Après avoir été installés ce samedi 5 février 2022, les membres du Conseil National de la Transition (CNT) ont tenu ce lundi 7 février leur première session extraordinaire au palais du peuple de Conakry. Ils sont 80 conseillers sur 81 à répondre présents à ce rendez-vous important. L’ordre du jour portait essentiellement sur les informations sur les prochaines étapes de la mise en place des commissions du CNT, le rappel des missions et responsabilités des conseils nationaux et la préparation des voyages des conseillers nationaux à l’intérieur du pays.
Mais le débat qui a retenu l’attention de la quasi-totalité des conseillers, c’est bien la question de la réconciliation nationale.
Interrogé, l’ancien président de la Rencontre Africaine pour la Défense des Droits de l’Homme(RADDHO) et ancien président de l’Institution Nationale Indépendante des Droits Humains (INIDH) a estimé que la question de la réconciliation en Guinée est fondamentale.
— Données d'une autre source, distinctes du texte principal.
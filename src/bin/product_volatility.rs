use std::fs;
use std::path::Path;
use std::process::ExitCode;

use tracing::{error, info};
use tracing_subscriber::fmt::format::Writer;
use tracing_subscriber::fmt::time::FormatTime;

use product_volatility::config::AnalyticsConfig;
use product_volatility::models::ProductSeries;
use product_volatility::{analyze_batch, Result};

const DEFAULT_CONFIG_PATH: &str = "config.yaml";

/// Formats log timestamps in the local timezone instead of UTC.
struct LocalTimer;

impl FormatTime for LocalTimer {
    fn format_time(&self, w: &mut Writer<'_>) -> std::fmt::Result {
        let now = chrono::Local::now();
        write!(w, "{}", now.format("%Y-%m-%dT%H:%M:%S%.3f"))
    }
}

fn main() -> ExitCode {
    // RUST_LOG controls the level (default "info"); logs go to stderr so stdout stays pure JSON.
    tracing_subscriber::fmt()
        .with_env_filter(
            tracing_subscriber::EnvFilter::try_from_default_env()
                .unwrap_or_else(|_| tracing_subscriber::EnvFilter::new("info")),
        )
        .with_timer(LocalTimer)
        .with_writer(std::io::stderr)
        .init();

    let args: Vec<String> = std::env::args().collect();
    let Some(input_path) = args.get(1) else {
        let program = args.first().map(String::as_str).unwrap_or("product_volatility");
        error!("Usage: {} <products.json> [config.yaml]", program);
        return ExitCode::from(2);
    };

    match run(input_path, args.get(2).map(String::as_str)) {
        Ok(()) => ExitCode::SUCCESS,
        Err(e) => {
            error!("❌ Critical Error: {}", e);
            ExitCode::FAILURE
        }
    }
}

fn run(input_path: &str, config_path: Option<&str>) -> Result<()> {
    let cfg = load_config(config_path)?;

    let input = fs::read_to_string(input_path)?;
    let products: Vec<ProductSeries> = serde_json::from_str(&input)?;
    info!("🚀 Loaded {} products from {}", products.len(), input_path);

    let batch = analyze_batch(&products, &cfg);

    let title = products
        .iter()
        .map(|p| p.end_date)
        .max()
        .map(|d| d.format("%Y-%m-%d").to_string())
        .unwrap_or_else(|| "empty batch".to_string());
    info!("\n{}", batch.distribution.generate_report(&title));

    println!("{}", serde_json::to_string_pretty(&batch.products)?);
    Ok(())
}

/// An explicit path must load; otherwise `config.yaml` is used when present, else the built-in tables.
fn load_config(path: Option<&str>) -> Result<AnalyticsConfig> {
    match path {
        Some(p) => AnalyticsConfig::load(p),
        None if Path::new(DEFAULT_CONFIG_PATH).exists() => AnalyticsConfig::load(DEFAULT_CONFIG_PATH),
        None => {
            info!("No config file given, using built-in policy tables.");
            Ok(AnalyticsConfig::default())
        }
    }
}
« Je suis personnellement très encouragé que cela fasse partie des missions du CNT. Vous savez, la Commission Provisoire du Réconciliation Nationale que le Président Alpha Condé avait mis en place a travaillé avec moi. J’étais l’expert national et nous avons produit beaucoup de bonnes choses qui n’étaient pas totalement suffisantes mais qui contenaient de bonnes choses. Je pense que remettre la question de la réconciliation sur la table du CNT va favoriser une nouvelle dynamique qui va servir la Guinée à court, moins et long termes », a soutenu Mamady Kaba et d’avancer des arguments:
« A court terme, le CNT va déterminer pour la Guinée quelles sont les victimes ? Qui sont les bourreaux ? Et comment les mettre ensemble ? En moins termes ? Il va falloir voir comment faire en sorte que les victimes aient quand-même une satisfaction à travers un processus de justice transitionnelle. Mais le moment venu, les débats vont se passer, car il ya beaucoup de personnalités très expérimentées dans ce genre de dossiers, et je suis convaincu qu’on parviendra à sortir les meilleures pratiques pour que la Guinée puisse se réconcilier avec elle-même », déclare ce défenseur des droits de l’homme en Guinée.